The cost of goods at factory gates climbed by 0.5 percent from December, the Office for National Statistics said today in London. The median forecast of 19 economists in a Bloomberg News survey was for a 0.1 percent gain. Raw material costs rose by 0.5 percent.
Companies may find it hard to keep raising prices as the economy struggles to avoid slipping back into recession. The Bank of England, which yesterday pledged to pump an extra 50 billion pounds ($79 billion) into the ailing economy, expects consumer-price inflation to fall below its 2 percent target by the end of the year.
“Recent survey evidence on the manufacturing sector has shown some welcome improvement, raising hopes that the sector is past the worst and could achieve modest expansion in the first quarter thereby helping the economy to return to growth,” Howard Archer, an economist at IHS Global Insight in London, said before the release. Still, “it is evident that manufacturers still face a challenging environment.”
The pound rose 0.1 percent after the data and was trading at $1.5833 as of 9:35 a.m. in London, up 0.1 percent on the day.
On the year, producer prices rose 4.1 percent last month, down from 4.8 percent in December and the slowest annual pace since November 2010, the statistics office said. Prices rose on the month in eight categories and fell in one -- metals, machinery and equipment, the statistics office said.
Core producer prices, which exclude costs of food, alcohol, tobacco and petroleum, climbed by 0.3 percent on the month and 2.4 percent from a year earlier, the slowest annual increase in February 2010.
Input prices rose 7 percent in January from a year earlier, the statistics office said. That’s the slowest annual increase since November 2009.

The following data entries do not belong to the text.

//! HTTP server facade with Axum, error handling, and OpenAPI support.

use std::sync::Arc;

use anyhow::Context;
use axum::{routing::get, Router};
use bookclub_authz::Authenticator;
use bookclub_kernel::{settings::Settings, ModuleRegistry};
use sea_orm::DatabaseConnection;

pub mod error;
pub mod extract;
pub mod router;

pub use error::AppError;
pub use extract::{CurrentUser, JsonBody, PathParam};
use router::RouterBuilder;

/// Shared services handed to every handler through request extensions.
#[derive(Clone)]
pub struct Services {
    pub db: DatabaseConnection,
    pub auth: Arc<Authenticator>,
}

/// Build the main HTTP router with all module routes mounted
pub fn build_router(registry: &ModuleRegistry, settings: &Settings, services: Services) -> Router {
    let mut router_builder = RouterBuilder::new().route("/healthz", get(health_check));

    for module in registry.modules() {
        router_builder = router_builder.mount_module(module.name(), module.routes());
    }

    router_builder
        .with_openapi(registry)
        .with_extension(services.db)
        .with_extension(services.auth)
        .with_timeout(settings.server.request_timeout_ms)
        .with_tracing()
        .with_cors()
        .with_request_id()
        .build()
}

/// Serve `app` until SIGINT or SIGTERM
pub async fn start_server(app: Router, settings: &Settings) -> anyhow::Result<()> {
    let address = format!("{}:{}", settings.server.host, settings.server.port);
    let listener = tokio::net::TcpListener::bind(&address)
        .await
        .with_context(|| format!("failed to bind to {address}"))?;

    tracing::info!("HTTP server listening on http://{}", address);

    axum::serve(listener, app)
        .with_graceful_shutdown(shutdown_signal())
        .await
        .context("HTTP server failed")?;

    tracing::info!("HTTP server stopped");
    Ok(())
}

async fn shutdown_signal() {
    let ctrl_c = async {
        if let Err(e) = tokio::signal::ctrl_c().await {
            tracing::warn!(error = %e, "failed to listen for ctrl-c");
            std::future::pending::<()>().await;
        }
    };

    #[cfg(unix)]
    let terminate = async {
        use tokio::signal::unix::{signal, SignalKind};
        match signal(SignalKind::terminate()) {
            Ok(mut sigterm) => {
                sigterm.recv().await;
            }
            Err(e) => {
                tracing::warn!(error = %e, "failed to listen for SIGTERM");
                std::future::pending::<()>().await;
            }
        }
    };

    #[cfg(not(unix))]
    let terminate = std::future::pending::<()>();

    tokio::select! {
        _ = ctrl_c => {},
        _ = terminate => {},
    }
    tracing::info!("shutdown signal received");
}

/// Health check endpoint
async fn health_check() -> &'static str {
    "ok"
}
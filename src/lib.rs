//! Book-club service: users, books, clubs and reviews.
//!
//! [`app`] wires the resource [`modules`] into a running service.

pub mod app;
pub mod modules;
pub mod utils;
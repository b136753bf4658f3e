use std::collections::HashMap;

use axum::{http::StatusCode, routing::get, Extension, Json, Router};
use bookclub_authz::{guard, Resource};
use bookclub_http::{AppError, CurrentUser, JsonBody, PathParam};
use sea_orm::DatabaseConnection;
use serde_json::Value;

use super::entity::{self, BookChanges, NewBook};
use super::models::{BookDto, BookPatch, CreateBook};
use crate::modules::reviews::entity as review_entity;
use crate::modules::users::{caller_account, entity as user_entity};
use crate::utils::{message, StoreResultExt};

pub fn router() -> Router {
    Router::new()
        .route("/books", get(list_books).post(register_book))
        .route(
            "/books/{title}",
            get(get_book).put(edit_book).delete(delete_book),
        )
}

async fn register_book(
    Extension(db): Extension<DatabaseConnection>,
    caller: CurrentUser,
    JsonBody(req): JsonBody<CreateBook>,
) -> Result<(StatusCode, Json<Value>), AppError> {
    let account = caller_account(&db, &caller).await?;
    guard::require_text(&req.title, "title")?;

    let holder = entity::find_by_title(&db, &req.title)
        .await
        .internal("check title")?
        .map(|b| b.id);
    guard::ensure_unique(holder, None, Resource::Book)?;

    let book = entity::create(
        &db,
        NewBook {
            title: req.title,
            description: req.description,
            gender: req.gender,
            registered_by: account.email,
        },
    )
    .await
    .unique(Resource::Book, "save book")?;

    tracing::info!(book_id = book.id, title = %book.title, "book registered");
    Ok((StatusCode::CREATED, message("Book created successfully")))
}

/// Every book with its reviews: one query per table.
async fn list_books(
    Extension(db): Extension<DatabaseConnection>,
) -> Result<Json<Vec<BookDto>>, AppError> {
    let books = entity::find_all(&db).await.internal("list books")?;
    let titles = books.iter().map(|b| b.title.clone()).collect();
    let reviews = review_entity::reviews_for_books(&db, titles)
        .await
        .internal("list reviews")?;

    let mut by_title: HashMap<String, Vec<review_entity::Model>> = HashMap::new();
    for review in reviews {
        by_title
            .entry(review.book_title.clone())
            .or_default()
            .push(review);
    }

    let books = books
        .into_iter()
        .map(|book| {
            let reviews = by_title.remove(&book.title).unwrap_or_default();
            BookDto::new(book, reviews)
        })
        .collect();
    Ok(Json(books))
}

async fn get_book(
    Extension(db): Extension<DatabaseConnection>,
    PathParam(title): PathParam<String>,
) -> Result<Json<BookDto>, AppError> {
    let book = guard::found(
        entity::find_by_title(&db, &title).await.internal("load book")?,
        Resource::Book,
    )?;
    let reviews = review_entity::reviews_for_book(&db, &book.title)
        .await
        .internal("list reviews")?;

    Ok(Json(BookDto::new(book, reviews)))
}

async fn edit_book(
    Extension(db): Extension<DatabaseConnection>,
    caller: CurrentUser,
    PathParam(title): PathParam<String>,
    JsonBody(patch): JsonBody<BookPatch>,
) -> Result<Json<Value>, AppError> {
    let account = caller_account(&db, &caller).await?;
    let book = guard::found(
        entity::find_by_title(&db, &title).await.internal("load book")?,
        Resource::Book,
    )?;
    guard::ensure_owner(account.email.as_str(), book.registered_by.as_str())?;
    guard::ensure_not_empty(&patch)?;

    if let Some(new_title) = &patch.title {
        guard::require_text(new_title, "title")?;
        let holder = entity::find_by_title(&db, new_title)
            .await
            .internal("check title")?
            .map(|b| b.id);
        guard::ensure_unique(holder, Some(book.id), Resource::Book)?;
    }
    if let Some(new_owner) = &patch.registered_by {
        let exists = user_entity::email_exists(&db, new_owner)
            .await
            .internal("check user")?;
        guard::ensure_exists(exists, Resource::User)?;
    }

    let changes = BookChanges {
        title: patch.title,
        description: patch.description,
        gender: patch.gender,
        registered_by: patch.registered_by,
    };
    entity::update(&db, book.id, changes)
        .await
        .unique(Resource::Book, "save book")?;

    tracing::info!(book_id = book.id, "book edited");
    Ok(message("Book edited successfully"))
}

async fn delete_book(
    Extension(db): Extension<DatabaseConnection>,
    caller: CurrentUser,
    PathParam(title): PathParam<String>,
) -> Result<Json<Value>, AppError> {
    let account = caller_account(&db, &caller).await?;
    let book = guard::found(
        entity::find_by_title(&db, &title).await.internal("load book")?,
        Resource::Book,
    )?;
    guard::ensure_owner(account.email.as_str(), book.registered_by.as_str())?;

    if !entity::delete(&db, book.id).await.internal("delete book")? {
        return Err(guard::GuardError::NotFound(Resource::Book).into());
    }

    tracing::info!(book_id = book.id, title = %book.title, "book deleted");
    Ok(message("Book deleted successfully"))
}
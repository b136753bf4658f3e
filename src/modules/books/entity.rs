use sea_orm::entity::prelude::*;
use sea_orm::{NotSet, QueryOrder, Set};

#[derive(Clone, Debug, PartialEq, Eq, DeriveEntityModel)]
#[sea_orm(table_name = "books")]
pub struct Model {
    #[sea_orm(primary_key)]
    pub id: i32,
    #[sea_orm(unique)]
    pub title: String,
    pub description: String,
    /// Genre or category
    pub gender: String,
    /// Email of the registering user
    pub registered_by: String,
}

#[derive(Copy, Clone, Debug, EnumIter, DeriveRelation)]
pub enum Relation {}

impl ActiveModelBehavior for ActiveModel {}

#[derive(Debug)]
pub struct NewBook {
    pub title: String,
    pub description: String,
    pub gender: String,
    pub registered_by: String,
}

/// Column changes for an existing book; `None` leaves the column untouched.
#[derive(Debug, Default)]
pub struct BookChanges {
    pub title: Option<String>,
    pub description: Option<String>,
    pub gender: Option<String>,
    pub registered_by: Option<String>,
}

pub async fn find_all(db: &DatabaseConnection) -> Result<Vec<Model>, DbErr> {
    Entity::find().order_by_asc(Column::Id).all(db).await
}

pub async fn find_by_title(db: &DatabaseConnection, title: &str) -> Result<Option<Model>, DbErr> {
    Entity::find().filter(Column::Title.eq(title)).one(db).await
}

pub async fn find_by_ids(db: &DatabaseConnection, ids: Vec<i32>) -> Result<Vec<Model>, DbErr> {
    if ids.is_empty() {
        return Ok(Vec::new());
    }
    Entity::find()
        .filter(Column::Id.is_in(ids))
        .order_by_asc(Column::Id)
        .all(db)
        .await
}

pub async fn create(db: &DatabaseConnection, book: NewBook) -> Result<Model, DbErr> {
    ActiveModel {
        id: NotSet,
        title: Set(book.title),
        description: Set(book.description),
        gender: Set(book.gender),
        registered_by: Set(book.registered_by),
    }
    .insert(db)
    .await
}

pub async fn update(db: &DatabaseConnection, id: i32, changes: BookChanges) -> Result<Model, DbErr> {
    let mut active_model = ActiveModel {
        id: Set(id),
        ..Default::default()
    };

    if let Some(title) = changes.title {
        active_model.title = Set(title);
    }
    if let Some(description) = changes.description {
        active_model.description = Set(description);
    }
    if let Some(gender) = changes.gender {
        active_model.gender = Set(gender);
    }
    if let Some(registered_by) = changes.registered_by {
        active_model.registered_by = Set(registered_by);
    }

    active_model.update(db).await
}

/// Delete a book; its reviews and club links cascade.
pub async fn delete(db: &DatabaseConnection, id: i32) -> Result<bool, DbErr> {
    let result = Entity::delete_by_id(id).exec(db).await?;
    Ok(result.rows_affected > 0)
}
use bookclub_authz::Patch;
use serde::{Deserialize, Serialize};

use crate::modules::books::models::BookSummary;

/// Body of `POST /clubs`. The owner is the caller.
#[derive(Debug, Clone, Deserialize)]
pub struct CreateClub {
    pub name: String,
}

#[derive(Debug, Clone, Default, Deserialize)]
pub struct ClubPatch {
    pub name: Option<String>,
    /// Transfer ownership to another user id
    pub owner_id: Option<i32>,
}

impl Patch for ClubPatch {
    fn is_empty(&self) -> bool {
        self.name.is_none() && self.owner_id.is_none()
    }
}

#[derive(Debug, Clone, Serialize)]
pub struct ClubDto {
    pub id: i32,
    pub name: String,
    pub owner_id: i32,
    /// Owner's email
    pub owner: String,
    pub books: Vec<BookSummary>,
}

#[derive(Debug, Clone, PartialEq, Serialize)]
pub struct AverageBooksRead {
    pub average_books_read: f64,
    pub clubs: usize,
}

impl AverageBooksRead {
    /// Mean number of linked books per club; zero when there are no clubs.
    pub fn from_counts(links: usize, clubs: usize) -> Self {
        let average_books_read = if clubs == 0 {
            0.0
        } else {
            crate::utils::round2(links as f64 / clubs as f64)
        };
        Self {
            average_books_read,
            clubs,
        }
    }
}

Crude oil prices have fallen to just below $100 a barrel from levels above $112 in April 2011, easing pressure on companies and consumers. Britain’s six largest energy suppliers cut their tariffs last month in response to falling wholesale costs.
In a separate report, the statistics office said construction output fell 0.5 percent in the fourth quarter from the previous three months, as previously estimated in gross domestic product data released last month.